The human immune system is an arsenal ready to fend off invading pathogens. In recent years, the emerging field of cancer immunotherapy has shown that the immune system can sometimes also fight cancer.

Now Yale scientists headed by Sidi Chen, assistant professor of genetics have discovered what could be an entirely new type of cancer immunotherapy. His lab found a previously unknown immune system regulatory gene, DHX37, which suppresses the activity of CD8-T cells, the white blood cells involved in killing malignant cells.

One of the most common types of immunotherapy is based on inhibiting the protein coded by a gene called PD1. PD1 can suppress T cells, preventing them from attacking the cancerous tumor. Drugs that block PD1 and a related protein CTLA-4 have been a major part of cancer immunotherapy. However, although this treatment is highly effective when patients respond, the response rate among patients is low. In the cancers in which the treatment has been most successful, melanoma and lung cancer, only thirty to forty percent of patients respond. In other types of cancer, the response rate is usually below twenty percent.

According to Lupeng Ye, a postdoctoral associate in Chen’s lab and co-author of the latest paper in the journal Cell, it is rather common for patients to respond differently to different types of immunotherapy treatments. Just because a patient doesn’t respond to one doesn’t mean they won’t respond to any. This is what motivated their lab to study what other genes could be possible targets for cancer immunotherapy, beyond PD1 and other already known genes. 

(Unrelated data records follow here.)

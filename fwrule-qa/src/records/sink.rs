//! Result sinks that receive one report per candidate row

use crate::error::{QaError, Result};
use crate::filter::policy::CandidateReport;
use chrono::Utc;
use serde::Serialize;
use std::fs;
use std::io::Write;
use std::path::PathBuf;

/// Receives verdict reports in candidate order
pub trait VerdictSink {
    /// Accept the report for one candidate row
    fn record(&mut self, report: &CandidateReport);

    /// Flush recorded reports to persistence
    fn flush(&mut self) -> Result<()>;
}

/// Prints one line per report to stdout
#[derive(Debug, Default)]
pub struct ConsoleSink;

impl VerdictSink for ConsoleSink {
    fn record(&mut self, report: &CandidateReport) {
        println!("{}", report);
    }

    fn flush(&mut self) -> Result<()> {
        std::io::stdout().flush()?;
        Ok(())
    }
}

/// Keeps reports in memory
#[derive(Debug, Default)]
pub struct MemorySink {
    reports: Vec<CandidateReport>,
}

impl MemorySink {
    pub fn new() -> Self {
        Self::default()
    }

    pub fn reports(&self) -> &[CandidateReport] {
        &self.reports
    }

    pub fn into_reports(self) -> Vec<CandidateReport> {
        self.reports
    }
}

impl VerdictSink for MemorySink {
    fn record(&mut self, report: &CandidateReport) {
        self.reports.push(report.clone());
    }

    fn flush(&mut self) -> Result<()> {
        Ok(())
    }
}

#[derive(Serialize)]
struct ReportFile<'a> {
    generated_at: String,
    #[serde(rename = "verdict")]
    verdicts: &'a [CandidateReport],
}

/// Collects reports and writes them as a TOML document on flush
#[derive(Debug)]
pub struct TomlReportSink {
    path: PathBuf,
    reports: Vec<CandidateReport>,
}

impl TomlReportSink {
    pub fn new(path: impl Into<PathBuf>) -> Self {
        Self {
            path: path.into(),
            reports: Vec::new(),
        }
    }

    /// Render the collected reports
    pub fn render(&self) -> Result<String> {
        let file = ReportFile {
            generated_at: Utc::now().to_rfc3339(),
            verdicts: &self.reports,
        };
        Ok(toml::to_string_pretty(&file)?)
    }
}

impl VerdictSink for TomlReportSink {
    fn record(&mut self, report: &CandidateReport) {
        self.reports.push(report.clone());
    }

    fn flush(&mut self) -> Result<()> {
        let content = self.render()?;
        fs::write(&self.path, content).map_err(|source| QaError::ReportWrite {
            path: self.path.clone(),
            source,
        })?;
        tracing::info!("Wrote {} verdicts to {:?}", self.reports.len(), self.path);
        Ok(())
    }
}

/// Forwards every report to each inner sink
impl VerdictSink for Vec<Box<dyn VerdictSink>> {
    fn record(&mut self, report: &CandidateReport) {
        for sink in self.iter_mut() {
            sink.record(report);
        }
    }

    fn flush(&mut self) -> Result<()> {
        for sink in self.iter_mut() {
            sink.flush()?;
        }
        Ok(())
    }
}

Chen’s Lab used CRISPR, a genetic editing technique, to identify potential immunotherapy targets. These tests were performed in mice infected with triple-negative breast cancer. Some of the results were expected, genes like PD1 appeared. However, DHX37 was also identified as a gene that suppress CD8-T cell activity. This gene was previously not known to be a T cell target. The lab pursued this new information, further investigating DHX37. In vivo experimentation found that when the gene was targeted, the antitumor effects of the CD8-T cells were greater than in the control. The T cells were successfully able to affect tumor growth in mice through manipulation of the gene. 

The lab then pursued preliminary studies of DHX37 in humans. The gene was found to be expressed in most organs, which is promising for its potential to treat a wide array of cancers. There was a higher level of DHX37 expression in exhausted T cells which is consistent with the idea that it is a T cell suppression gene. When the lab tested to see if high DHX37 is linked to breast cancer outcomes, they found that high DHX37 expression negates the benefit that normally comes from a high T lymphocyte score. These preliminary results in humans suggest that this research has clinical promise. 

Moving forward, the Chen lab is considering how these results could translate into a therapy. They are also continuing to look at DHX37 in different tumor models that test different types of cancer and also looking at other target genes. Although the research is still in early stages, DHX37 manipulation could one day become another weapon to bolster the existing firepower of the human immune system.